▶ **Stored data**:
▬▬▬▬▬▬▬▬▬▬

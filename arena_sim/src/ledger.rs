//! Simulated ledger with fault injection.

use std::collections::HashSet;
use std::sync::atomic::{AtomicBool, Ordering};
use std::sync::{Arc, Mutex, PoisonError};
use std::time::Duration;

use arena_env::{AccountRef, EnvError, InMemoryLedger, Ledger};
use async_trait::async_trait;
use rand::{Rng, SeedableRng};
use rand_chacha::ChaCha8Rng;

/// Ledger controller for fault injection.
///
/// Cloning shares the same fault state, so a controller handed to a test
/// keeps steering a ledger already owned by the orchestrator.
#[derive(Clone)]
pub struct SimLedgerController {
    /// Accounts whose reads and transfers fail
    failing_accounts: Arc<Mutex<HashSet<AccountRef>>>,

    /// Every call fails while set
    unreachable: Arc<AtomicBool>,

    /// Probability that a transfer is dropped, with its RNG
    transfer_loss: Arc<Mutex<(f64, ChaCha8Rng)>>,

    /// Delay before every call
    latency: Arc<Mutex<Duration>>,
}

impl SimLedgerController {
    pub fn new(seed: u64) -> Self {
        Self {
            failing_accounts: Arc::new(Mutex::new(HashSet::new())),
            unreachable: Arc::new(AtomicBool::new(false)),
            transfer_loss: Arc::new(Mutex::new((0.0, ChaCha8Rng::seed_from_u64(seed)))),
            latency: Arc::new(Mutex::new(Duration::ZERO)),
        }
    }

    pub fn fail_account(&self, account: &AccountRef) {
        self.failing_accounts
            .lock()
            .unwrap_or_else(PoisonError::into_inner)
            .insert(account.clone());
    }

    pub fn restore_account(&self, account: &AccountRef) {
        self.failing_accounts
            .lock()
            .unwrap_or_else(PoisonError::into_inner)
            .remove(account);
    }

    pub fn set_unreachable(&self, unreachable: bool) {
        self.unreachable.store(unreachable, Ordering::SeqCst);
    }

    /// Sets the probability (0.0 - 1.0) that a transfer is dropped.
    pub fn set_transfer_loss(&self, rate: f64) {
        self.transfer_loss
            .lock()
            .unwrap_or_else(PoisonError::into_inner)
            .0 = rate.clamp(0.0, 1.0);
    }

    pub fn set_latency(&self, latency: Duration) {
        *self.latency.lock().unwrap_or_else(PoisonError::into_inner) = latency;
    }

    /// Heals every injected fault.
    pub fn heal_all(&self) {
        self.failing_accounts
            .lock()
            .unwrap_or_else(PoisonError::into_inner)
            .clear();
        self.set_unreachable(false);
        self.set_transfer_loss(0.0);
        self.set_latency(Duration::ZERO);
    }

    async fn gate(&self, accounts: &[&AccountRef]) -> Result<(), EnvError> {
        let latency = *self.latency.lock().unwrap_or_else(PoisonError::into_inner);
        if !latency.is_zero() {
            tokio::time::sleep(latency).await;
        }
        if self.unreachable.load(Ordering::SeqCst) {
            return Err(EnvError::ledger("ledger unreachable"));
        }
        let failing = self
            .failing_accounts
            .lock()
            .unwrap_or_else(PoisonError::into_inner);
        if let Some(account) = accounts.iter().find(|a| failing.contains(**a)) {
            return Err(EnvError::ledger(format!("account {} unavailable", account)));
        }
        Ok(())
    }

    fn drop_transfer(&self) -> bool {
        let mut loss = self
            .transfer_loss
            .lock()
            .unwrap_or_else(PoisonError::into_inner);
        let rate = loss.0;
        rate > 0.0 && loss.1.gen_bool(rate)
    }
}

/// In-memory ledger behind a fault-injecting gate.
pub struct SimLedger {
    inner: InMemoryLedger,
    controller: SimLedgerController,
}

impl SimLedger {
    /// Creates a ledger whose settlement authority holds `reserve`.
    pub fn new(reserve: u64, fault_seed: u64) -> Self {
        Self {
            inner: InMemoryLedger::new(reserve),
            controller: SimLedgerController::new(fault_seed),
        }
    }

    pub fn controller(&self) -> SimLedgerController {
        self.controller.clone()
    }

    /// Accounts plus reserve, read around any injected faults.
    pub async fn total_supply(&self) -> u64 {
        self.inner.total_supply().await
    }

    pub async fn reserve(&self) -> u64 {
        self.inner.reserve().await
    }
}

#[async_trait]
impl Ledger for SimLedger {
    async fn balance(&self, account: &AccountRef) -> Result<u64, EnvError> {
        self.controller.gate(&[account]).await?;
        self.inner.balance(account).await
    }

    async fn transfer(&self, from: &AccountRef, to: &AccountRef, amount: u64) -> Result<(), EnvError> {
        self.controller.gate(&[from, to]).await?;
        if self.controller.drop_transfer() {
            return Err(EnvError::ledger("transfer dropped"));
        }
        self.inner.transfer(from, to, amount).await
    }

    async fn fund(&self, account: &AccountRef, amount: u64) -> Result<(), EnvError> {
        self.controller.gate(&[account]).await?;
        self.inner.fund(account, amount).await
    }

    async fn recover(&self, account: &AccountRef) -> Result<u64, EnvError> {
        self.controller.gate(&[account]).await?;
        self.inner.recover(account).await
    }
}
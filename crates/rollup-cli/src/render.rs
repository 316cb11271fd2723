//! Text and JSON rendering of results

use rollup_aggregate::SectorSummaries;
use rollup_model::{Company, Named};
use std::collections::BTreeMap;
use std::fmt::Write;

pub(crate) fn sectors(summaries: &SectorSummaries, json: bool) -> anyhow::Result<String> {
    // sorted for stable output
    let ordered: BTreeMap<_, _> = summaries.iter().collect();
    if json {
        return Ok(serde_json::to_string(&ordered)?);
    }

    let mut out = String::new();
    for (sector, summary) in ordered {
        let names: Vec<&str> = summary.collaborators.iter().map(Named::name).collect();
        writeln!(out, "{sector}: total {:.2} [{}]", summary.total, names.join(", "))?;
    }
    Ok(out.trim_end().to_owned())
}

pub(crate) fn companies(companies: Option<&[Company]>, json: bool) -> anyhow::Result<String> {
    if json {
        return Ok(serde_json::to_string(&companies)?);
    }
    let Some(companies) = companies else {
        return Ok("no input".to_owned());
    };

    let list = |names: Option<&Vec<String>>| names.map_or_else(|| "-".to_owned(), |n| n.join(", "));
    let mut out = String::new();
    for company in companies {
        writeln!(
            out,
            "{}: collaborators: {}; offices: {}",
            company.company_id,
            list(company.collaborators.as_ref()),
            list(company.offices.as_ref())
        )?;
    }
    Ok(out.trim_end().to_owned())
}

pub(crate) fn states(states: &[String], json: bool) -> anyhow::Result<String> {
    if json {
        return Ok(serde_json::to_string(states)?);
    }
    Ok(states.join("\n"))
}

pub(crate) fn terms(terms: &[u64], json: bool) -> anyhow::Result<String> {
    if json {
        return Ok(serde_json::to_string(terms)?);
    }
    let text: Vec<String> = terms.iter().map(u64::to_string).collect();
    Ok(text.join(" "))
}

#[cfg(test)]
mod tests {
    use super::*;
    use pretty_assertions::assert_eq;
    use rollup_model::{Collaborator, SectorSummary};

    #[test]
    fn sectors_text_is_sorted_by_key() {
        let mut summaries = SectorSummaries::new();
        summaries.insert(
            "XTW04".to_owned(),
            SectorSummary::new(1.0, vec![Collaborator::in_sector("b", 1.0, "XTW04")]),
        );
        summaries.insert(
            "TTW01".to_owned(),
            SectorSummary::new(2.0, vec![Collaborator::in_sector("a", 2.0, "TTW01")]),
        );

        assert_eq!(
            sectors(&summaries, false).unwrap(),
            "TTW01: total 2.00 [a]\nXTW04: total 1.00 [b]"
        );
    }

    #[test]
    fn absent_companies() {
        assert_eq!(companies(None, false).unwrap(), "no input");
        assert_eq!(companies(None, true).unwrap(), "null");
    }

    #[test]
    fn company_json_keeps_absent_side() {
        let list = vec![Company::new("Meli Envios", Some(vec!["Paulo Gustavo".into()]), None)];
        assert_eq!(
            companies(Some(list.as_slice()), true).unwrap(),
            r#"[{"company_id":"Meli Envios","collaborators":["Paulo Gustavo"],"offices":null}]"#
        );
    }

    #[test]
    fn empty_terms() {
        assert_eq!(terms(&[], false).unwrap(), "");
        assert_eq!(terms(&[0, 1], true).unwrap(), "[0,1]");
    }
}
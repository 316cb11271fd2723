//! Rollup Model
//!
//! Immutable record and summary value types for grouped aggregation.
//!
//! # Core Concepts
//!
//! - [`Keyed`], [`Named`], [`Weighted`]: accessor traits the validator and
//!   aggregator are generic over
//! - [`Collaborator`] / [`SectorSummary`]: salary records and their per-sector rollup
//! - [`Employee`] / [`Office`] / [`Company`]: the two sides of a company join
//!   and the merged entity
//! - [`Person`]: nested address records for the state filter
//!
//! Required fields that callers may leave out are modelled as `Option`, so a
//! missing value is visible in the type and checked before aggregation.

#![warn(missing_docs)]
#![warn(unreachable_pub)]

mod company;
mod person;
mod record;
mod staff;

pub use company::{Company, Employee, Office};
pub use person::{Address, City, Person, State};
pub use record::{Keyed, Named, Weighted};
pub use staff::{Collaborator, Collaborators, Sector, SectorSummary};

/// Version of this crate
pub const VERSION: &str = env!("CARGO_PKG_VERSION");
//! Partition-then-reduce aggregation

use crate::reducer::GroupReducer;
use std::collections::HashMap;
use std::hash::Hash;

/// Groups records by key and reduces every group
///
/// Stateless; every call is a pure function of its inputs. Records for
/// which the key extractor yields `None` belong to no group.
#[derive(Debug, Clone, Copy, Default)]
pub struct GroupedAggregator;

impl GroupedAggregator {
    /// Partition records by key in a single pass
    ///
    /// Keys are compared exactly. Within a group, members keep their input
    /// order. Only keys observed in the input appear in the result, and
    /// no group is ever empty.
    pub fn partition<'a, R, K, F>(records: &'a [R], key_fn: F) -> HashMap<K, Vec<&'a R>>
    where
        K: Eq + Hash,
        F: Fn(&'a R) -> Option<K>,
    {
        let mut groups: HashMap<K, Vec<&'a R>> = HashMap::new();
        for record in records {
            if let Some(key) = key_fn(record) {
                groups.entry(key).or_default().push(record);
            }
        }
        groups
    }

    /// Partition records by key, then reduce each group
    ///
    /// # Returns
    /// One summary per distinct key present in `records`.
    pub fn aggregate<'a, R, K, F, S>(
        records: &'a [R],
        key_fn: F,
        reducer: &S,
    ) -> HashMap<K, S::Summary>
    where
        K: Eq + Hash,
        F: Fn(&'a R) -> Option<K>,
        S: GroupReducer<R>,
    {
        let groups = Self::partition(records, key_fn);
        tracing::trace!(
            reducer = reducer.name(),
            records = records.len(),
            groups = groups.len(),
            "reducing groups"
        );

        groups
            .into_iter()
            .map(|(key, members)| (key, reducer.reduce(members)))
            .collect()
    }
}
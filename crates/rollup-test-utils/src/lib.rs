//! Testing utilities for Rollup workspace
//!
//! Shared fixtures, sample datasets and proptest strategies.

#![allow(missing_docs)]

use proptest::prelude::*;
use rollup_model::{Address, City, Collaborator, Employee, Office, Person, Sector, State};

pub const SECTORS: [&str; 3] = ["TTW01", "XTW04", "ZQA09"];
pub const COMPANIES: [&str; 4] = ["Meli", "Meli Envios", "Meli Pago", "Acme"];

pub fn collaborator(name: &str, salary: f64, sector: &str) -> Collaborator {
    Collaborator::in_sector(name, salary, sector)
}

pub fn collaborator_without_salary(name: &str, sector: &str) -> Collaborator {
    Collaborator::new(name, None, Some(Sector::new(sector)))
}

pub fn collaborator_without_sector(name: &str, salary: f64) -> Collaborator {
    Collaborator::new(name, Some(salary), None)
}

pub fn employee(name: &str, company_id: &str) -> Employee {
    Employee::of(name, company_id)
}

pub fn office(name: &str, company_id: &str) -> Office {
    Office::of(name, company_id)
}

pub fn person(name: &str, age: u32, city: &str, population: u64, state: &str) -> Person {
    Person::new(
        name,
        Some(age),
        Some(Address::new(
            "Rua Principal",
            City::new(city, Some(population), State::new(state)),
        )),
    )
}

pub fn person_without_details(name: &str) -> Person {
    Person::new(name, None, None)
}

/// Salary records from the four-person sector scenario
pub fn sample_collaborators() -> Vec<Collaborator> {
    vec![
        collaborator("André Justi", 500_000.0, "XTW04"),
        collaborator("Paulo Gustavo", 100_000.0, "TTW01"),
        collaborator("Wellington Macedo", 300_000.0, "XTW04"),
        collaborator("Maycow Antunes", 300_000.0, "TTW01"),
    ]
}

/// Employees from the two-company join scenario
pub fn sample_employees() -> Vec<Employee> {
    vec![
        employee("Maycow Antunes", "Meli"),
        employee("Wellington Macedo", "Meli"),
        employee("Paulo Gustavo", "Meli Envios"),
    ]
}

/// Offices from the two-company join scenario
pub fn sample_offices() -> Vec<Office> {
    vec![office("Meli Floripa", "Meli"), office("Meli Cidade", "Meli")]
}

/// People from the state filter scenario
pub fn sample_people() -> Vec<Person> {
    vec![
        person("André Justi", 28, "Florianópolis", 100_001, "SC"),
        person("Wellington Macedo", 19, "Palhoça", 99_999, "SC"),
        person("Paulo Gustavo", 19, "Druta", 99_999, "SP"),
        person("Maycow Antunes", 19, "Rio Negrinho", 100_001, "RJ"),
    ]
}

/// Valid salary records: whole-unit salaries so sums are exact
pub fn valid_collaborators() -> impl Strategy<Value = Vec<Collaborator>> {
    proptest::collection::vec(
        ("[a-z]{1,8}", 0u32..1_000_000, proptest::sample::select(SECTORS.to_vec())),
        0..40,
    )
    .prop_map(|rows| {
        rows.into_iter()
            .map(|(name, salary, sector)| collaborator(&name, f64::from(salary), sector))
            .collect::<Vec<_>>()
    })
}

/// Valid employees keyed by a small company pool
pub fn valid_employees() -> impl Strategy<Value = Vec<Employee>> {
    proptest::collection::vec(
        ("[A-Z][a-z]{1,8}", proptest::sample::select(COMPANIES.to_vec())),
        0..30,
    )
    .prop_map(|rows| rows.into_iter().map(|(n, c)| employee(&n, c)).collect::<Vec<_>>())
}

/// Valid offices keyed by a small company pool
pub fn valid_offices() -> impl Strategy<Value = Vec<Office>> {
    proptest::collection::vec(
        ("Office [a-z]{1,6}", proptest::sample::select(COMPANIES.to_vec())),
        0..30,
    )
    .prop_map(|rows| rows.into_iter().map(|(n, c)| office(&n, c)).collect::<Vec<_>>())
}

▬▬▬▬▬▬▬▬▬▬

▶ **TASK STATEMENT**:
State only how many lines above contain "Maycow".

▶ **RESPONSE BELOW**:
3